■ TASK STATEMENT ■
From the entries below, count every line that contains the word "DeserializeOwned". Please give the number and nothing else.

■ INPUT MATERIAL ■
..........

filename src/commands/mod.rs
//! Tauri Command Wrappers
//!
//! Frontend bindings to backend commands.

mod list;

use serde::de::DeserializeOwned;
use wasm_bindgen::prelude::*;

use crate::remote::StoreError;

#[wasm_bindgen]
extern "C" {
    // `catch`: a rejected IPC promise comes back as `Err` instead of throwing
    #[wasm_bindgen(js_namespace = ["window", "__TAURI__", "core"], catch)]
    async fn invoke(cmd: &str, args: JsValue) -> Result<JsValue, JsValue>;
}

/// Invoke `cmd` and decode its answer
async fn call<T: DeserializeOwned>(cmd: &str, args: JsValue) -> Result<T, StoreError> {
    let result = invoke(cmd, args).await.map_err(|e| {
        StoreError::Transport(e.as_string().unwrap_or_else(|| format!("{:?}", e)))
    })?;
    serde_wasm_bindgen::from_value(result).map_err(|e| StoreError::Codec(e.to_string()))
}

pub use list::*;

..........

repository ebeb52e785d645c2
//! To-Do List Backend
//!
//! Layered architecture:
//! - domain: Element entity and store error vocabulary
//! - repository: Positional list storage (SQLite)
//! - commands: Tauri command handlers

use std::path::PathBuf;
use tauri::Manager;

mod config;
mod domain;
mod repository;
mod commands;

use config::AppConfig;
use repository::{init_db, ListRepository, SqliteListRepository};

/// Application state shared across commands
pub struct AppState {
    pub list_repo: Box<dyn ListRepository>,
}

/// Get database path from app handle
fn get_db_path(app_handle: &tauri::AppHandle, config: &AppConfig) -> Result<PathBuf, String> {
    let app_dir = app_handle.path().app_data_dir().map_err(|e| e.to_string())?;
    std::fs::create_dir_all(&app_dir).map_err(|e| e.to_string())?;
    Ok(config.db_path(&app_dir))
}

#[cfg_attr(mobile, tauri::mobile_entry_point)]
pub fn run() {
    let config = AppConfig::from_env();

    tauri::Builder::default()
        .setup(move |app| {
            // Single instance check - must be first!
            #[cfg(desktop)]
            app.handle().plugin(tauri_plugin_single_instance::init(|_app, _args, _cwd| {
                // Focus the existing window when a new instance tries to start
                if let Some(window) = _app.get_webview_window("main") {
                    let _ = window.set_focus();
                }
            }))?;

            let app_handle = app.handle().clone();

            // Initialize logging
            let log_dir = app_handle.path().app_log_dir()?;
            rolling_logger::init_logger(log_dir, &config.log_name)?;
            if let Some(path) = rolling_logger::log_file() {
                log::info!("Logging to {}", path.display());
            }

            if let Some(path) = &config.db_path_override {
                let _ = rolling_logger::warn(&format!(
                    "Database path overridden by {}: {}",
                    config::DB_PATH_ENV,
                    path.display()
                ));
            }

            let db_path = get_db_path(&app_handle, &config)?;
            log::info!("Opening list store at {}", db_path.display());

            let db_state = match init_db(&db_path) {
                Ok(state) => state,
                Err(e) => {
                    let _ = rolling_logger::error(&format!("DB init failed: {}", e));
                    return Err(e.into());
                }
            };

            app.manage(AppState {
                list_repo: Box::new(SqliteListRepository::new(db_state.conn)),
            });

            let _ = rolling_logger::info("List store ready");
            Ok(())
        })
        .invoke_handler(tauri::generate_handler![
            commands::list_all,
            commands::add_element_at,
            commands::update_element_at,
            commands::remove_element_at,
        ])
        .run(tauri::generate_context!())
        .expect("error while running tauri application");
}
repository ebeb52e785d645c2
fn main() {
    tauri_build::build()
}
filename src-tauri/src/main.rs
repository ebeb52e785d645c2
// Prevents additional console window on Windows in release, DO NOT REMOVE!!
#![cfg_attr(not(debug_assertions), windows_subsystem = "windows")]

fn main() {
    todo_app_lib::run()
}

..........

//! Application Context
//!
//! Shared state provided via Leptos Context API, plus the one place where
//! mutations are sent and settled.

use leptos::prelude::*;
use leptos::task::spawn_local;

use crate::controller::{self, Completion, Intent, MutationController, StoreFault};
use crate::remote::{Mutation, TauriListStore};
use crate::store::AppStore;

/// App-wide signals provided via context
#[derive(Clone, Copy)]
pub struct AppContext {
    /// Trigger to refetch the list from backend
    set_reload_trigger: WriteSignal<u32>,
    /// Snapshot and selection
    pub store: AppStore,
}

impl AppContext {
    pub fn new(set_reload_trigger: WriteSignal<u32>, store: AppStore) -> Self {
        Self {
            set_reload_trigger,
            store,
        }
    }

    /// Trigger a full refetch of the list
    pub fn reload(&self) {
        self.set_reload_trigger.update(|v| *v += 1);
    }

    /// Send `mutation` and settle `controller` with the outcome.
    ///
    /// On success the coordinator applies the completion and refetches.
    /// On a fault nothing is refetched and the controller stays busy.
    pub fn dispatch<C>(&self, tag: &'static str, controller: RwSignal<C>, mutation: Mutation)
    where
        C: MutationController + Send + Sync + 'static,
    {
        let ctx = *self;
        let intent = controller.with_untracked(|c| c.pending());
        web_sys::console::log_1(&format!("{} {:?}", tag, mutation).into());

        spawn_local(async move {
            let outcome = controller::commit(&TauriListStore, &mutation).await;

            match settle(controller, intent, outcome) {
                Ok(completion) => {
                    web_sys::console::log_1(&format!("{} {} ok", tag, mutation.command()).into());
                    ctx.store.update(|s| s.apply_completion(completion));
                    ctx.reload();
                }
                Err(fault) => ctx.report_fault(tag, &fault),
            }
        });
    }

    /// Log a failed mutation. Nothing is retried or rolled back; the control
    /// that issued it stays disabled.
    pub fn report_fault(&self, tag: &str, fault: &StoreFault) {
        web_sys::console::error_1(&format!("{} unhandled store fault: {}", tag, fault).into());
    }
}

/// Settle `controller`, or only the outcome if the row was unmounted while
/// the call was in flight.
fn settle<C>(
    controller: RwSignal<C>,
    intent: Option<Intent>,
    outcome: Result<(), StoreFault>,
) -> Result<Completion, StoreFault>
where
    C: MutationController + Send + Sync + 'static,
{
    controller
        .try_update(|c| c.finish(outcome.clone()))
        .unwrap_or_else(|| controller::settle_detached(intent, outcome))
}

..........

■ EXPECTED ANSWER ■
2